Only one stretch of the data below is wanted: the lines from the one with "filename libraries/encore-core/src/types/track.rs" through the one with "pub fn with_set_label(mut", repeated exactly.

→ **INFORMATION GIVEN**
----

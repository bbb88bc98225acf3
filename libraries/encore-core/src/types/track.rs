/// Track and resource types
use serde::{Deserialize, Serialize};
use std::time::Duration;
use url::Url;

/// One track of a show
///
/// Immutable once resolved. `index` is the only ordering key.
#[derive(Debug, Clone, PartialEq, Serialize, Deserialize)]
pub struct Track {
    /// Position in the show (0-indexed)
    pub index: usize,

    /// Display title
    pub title: String,

    /// File name (or path) relative to the show folder
    pub filename: String,

    /// Raw length hint from the catalog ("312.45", "5:12", "1:02:33")
    pub length_hint: Option<String>,

    /// Set label ("Set 1", "Encore")
    pub set_label: Option<String>,
}

impl Track {
    /// Create a new track with minimal metadata
    pub fn new(index: usize, title: impl Into<String>, filename: impl Into<String>) -> Self {
        Self {
            index,
            title: title.into(),
            filename: filename.into(),
            length_hint: None,
            set_label: None,
        }
    }

    pub fn with_length_hint(mut self, hint: impl Into<String>) -> Self {
        self.length_hint = Some(hint.into());
        self
    }

    pub fn with_set_label(mut self, label: impl Into<String>) -> Self {
        self.set_label = Some(label.into());
        self
    }

    /// Parse the length hint into a duration
    ///
    /// Accepts plain seconds (`"312.45"`), `"m:ss"` and `"h:mm:ss"`.
    /// Returns `None` for missing, malformed, negative or non-finite hints.
    pub fn length_hint_duration(&self) -> Option<Duration> {
        parse_length_hint(self.length_hint.as_deref()?)
    }
}

fn parse_length_hint(hint: &str) -> Option<Duration> {
    let parts: Vec<&str> = hint.trim().split(':').collect();
    if parts.len() > 3 {
        return None;
    }

    let mut seconds = 0.0_f64;
    for part in &parts {
        let value: f64 = part.trim().parse().ok()?;
        if !value.is_finite() || value < 0.0 {
            return None;
        }
        seconds = seconds * 60.0 + value;
    }

    Duration::try_from_secs_f64(seconds).ok()
}

/// HTTP byte range request
#[derive(Debug, Clone, Copy, PartialEq, Eq, Serialize, Deserialize)]
pub struct ByteRange {
    pub start: u64,
    /// Inclusive end; `None` means to the end of the file
    pub end: Option<u64>,
}

impl ByteRange {
    /// `bytes=0-`
    pub const fn open_ended() -> Self {
        Self {
            start: 0,
            end: None,
        }
    }

    /// First `len` bytes of the file
    pub const fn leading(len: u64) -> Self {
        Self {
            start: 0,
            end: Some(len.saturating_sub(1)),
        }
    }

    /// Value for the `Range` request header
    pub fn header_value(&self) -> String {
        match self.end {
            Some(end) => format!("bytes={}-{}", self.start, end),
            None => format!("bytes={}-", self.start),
        }
    }

    /// Number of bytes requested, if bounded
    pub fn len(&self) -> Option<u64> {
        self.end.map(|end| end.saturating_sub(self.start) + 1)
    }
}

/// Resolved, fetchable locator for one track
#[derive(Debug, Clone, PartialEq, Eq, Serialize, Deserialize)]
pub struct PlaylistResource {
    pub track_index: usize,
    pub url: Url,
    pub range_hint: Option<ByteRange>,
    /// Filename carries no track/disc markers, so this is probably a whole set in one file
    pub is_likely_large_single_file: bool,
}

----

→ **RESPONSE FOR THIS EXERCISE**
filename libraries/encore-core/src/types/track.rs
/// Track and resource types
use serde::{Deserialize, Serialize};
use std::time::Duration;
use url::Url;

/// One track of a show
///
/// Immutable once resolved. `index` is the only ordering key.
#[derive(Debug, Clone, PartialEq, Serialize, Deserialize)]
pub struct Track {
    /// Position in the show (0-indexed)
    pub index: usize,

    /// Display title
    pub title: String,

    /// File name (or path) relative to the show folder
    pub filename: String,

    /// Raw length hint from the catalog ("312.45", "5:12", "1:02:33")
    pub length_hint: Option<String>,

    /// Set label ("Set 1", "Encore")
    pub set_label: Option<String>,
}

impl Track {
    /// Create a new track with minimal metadata
    pub fn new(index: usize, title: impl Into<String>, filename: impl Into<String>) -> Self {
        Self {
            index,
            title: title.into(),
            filename: filename.into(),
            length_hint: None,
            set_label: None,
        }
    }

    pub fn with_length_hint(mut self, hint: impl Into<String>) -> Self {
        self.length_hint = Some(hint.into());
        self
    }

    pub fn with_set_label(mut self, label: impl Into<String>) -> Self {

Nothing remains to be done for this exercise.